Scientists who announced two months ago observations of the elusive Higgs boson, the so-called "God particle," have had their research published in the peer-reviewed Physics Letters B, along with an astounding list of thousands of authors.
More than 5,000 researchers around the world are said to have contributed to the landmark studies by the CMS and ATLAS teams working at the European Organization for Nuclear Research (CERN). They said on July 4 the new boson they had observed was consistent with the Higgs, believed to be responsible for imparting all elementary particles in the universe with mass.
Two articles by the teams are each about 30 pages long. The combined author list takes up 19 pages of single-spaced text and appears to have roughly 6,000 names. Wouldn't that be fun to cite as a footnote in full?

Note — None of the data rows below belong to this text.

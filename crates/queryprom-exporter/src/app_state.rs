//! Shared application state for the exporter.
//!
//! Built once from the validated config; cloned into the HTTP handlers and
//! the supervisor. The registry inside is the same one every poller writes to.

use std::sync::Arc;

use queryprom_core::error::Result;

use crate::config::ExporterConfig;
use crate::obs::ExporterMetrics;
use crate::poller::PollerBoard;
use crate::registry::MetricRegistry;

#[derive(Clone)]
pub struct AppState {
    inner: Arc<AppStateInner>,
}

struct AppStateInner {
    cfg: ExporterConfig,
    registry: MetricRegistry,
    metrics: Arc<ExporterMetrics>,
    board: PollerBoard,
}

impl AppState {
    /// Build application state.
    /// Fails only if the self-metrics cannot be registered.
    pub fn new(cfg: ExporterConfig) -> Result<Self> {
        let registry = MetricRegistry::new();
        let metrics = Arc::new(ExporterMetrics::new(registry.exposition())?);

        Ok(Self {
            inner: Arc::new(AppStateInner {
                cfg,
                registry,
                metrics,
                board: PollerBoard::new(),
            }),
        })
    }

    pub fn cfg(&self) -> &ExporterConfig {
        &self.inner.cfg
    }

    pub fn registry(&self) -> MetricRegistry {
        self.inner.registry.clone()
    }

    pub fn metrics(&self) -> Arc<ExporterMetrics> {
        Arc::clone(&self.inner.metrics)
    }

    pub fn board(&self) -> PollerBoard {
        self.inner.board.clone()
    }

    pub fn is_draining(&self) -> bool {
        self.inner.metrics.is_draining()
    }

    /// Ready while not draining and at least one poller is still alive.
    pub fn is_ready(&self) -> bool {
        !self.is_draining() && self.inner.board.running() > 0
    }
}
//! Top-level facade crate for queryprom.
//!
//! Re-exports the engine primitives and the exporter library so users can depend on a single crate.

pub mod core {
    pub use queryprom_core::*;
}

pub mod exporter {
    pub use queryprom_exporter::*;
}
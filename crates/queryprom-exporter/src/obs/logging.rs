//! Tracing subscriber setup.

use tracing_subscriber::{fmt, EnvFilter};

use crate::config::LogFormat;

/// Install the global subscriber.
///
/// `level` is either a bare level (`debug`) or full `EnvFilter` directives.
/// An unparsable value falls back to `info`.
pub fn init(format: LogFormat, level: &str) {
    let filter = EnvFilter::try_new(level).unwrap_or_else(|_| EnvFilter::new("info"));
    let builder = fmt().with_env_filter(filter).with_target(true);
    match format {
        LogFormat::Text => builder.init(),
        LogFormat::Json => builder.json().init(),
    }
}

An oft-cited mega-paper is "Initial sequencing and analysis of the human genome," the landmark genetics study in the journal Nature, with some 2,900 authors in the full list. How they even agreed who would spell-check the research papers is beyond me.
Each Higgs study seems to have about 3,000 authors. Elsevier, which runs Physics Letters B host Science Direct, did not respond to a query about the exact number of authors, but the papers may have set a record.
"These papers present the first observations of a new particle discovered by two big experiments at the Large Hadron Collider (LHC) in the search for the Standard Model Higgs boson which has spanned many decades and has involved many experiments," CMS spokesperson Joe Incandela said in a CERN release.
"The discovery reported in these papers is a momentous step forward in fundamental knowledge," ATLAS spokesperson Fabiola Gianotti was quoted as saying. "It is the culmination of more than 20 years of effort of the worldwide high-energy physics community to build and operate instruments of unprecedented technology, complexity and performance: the LHC accelerator and related experiments."
The papers are entitled "Observation of a new boson at a mass of 125 GeV with the CMS experiment at the LHC" and "Observation of a new particle in the search for the Standard Model Higgs boson with the ATLAS detector at the LHC."
They're freely available at the Science Direct site, here and here.
The Higgs boson was first predicted in 1964 by three groups of scientists including Edinburgh-based particle physicist Peter Higgs. It validates theories developed about why elementary particles have mass, and its discovery is expected to open up new areas of physics.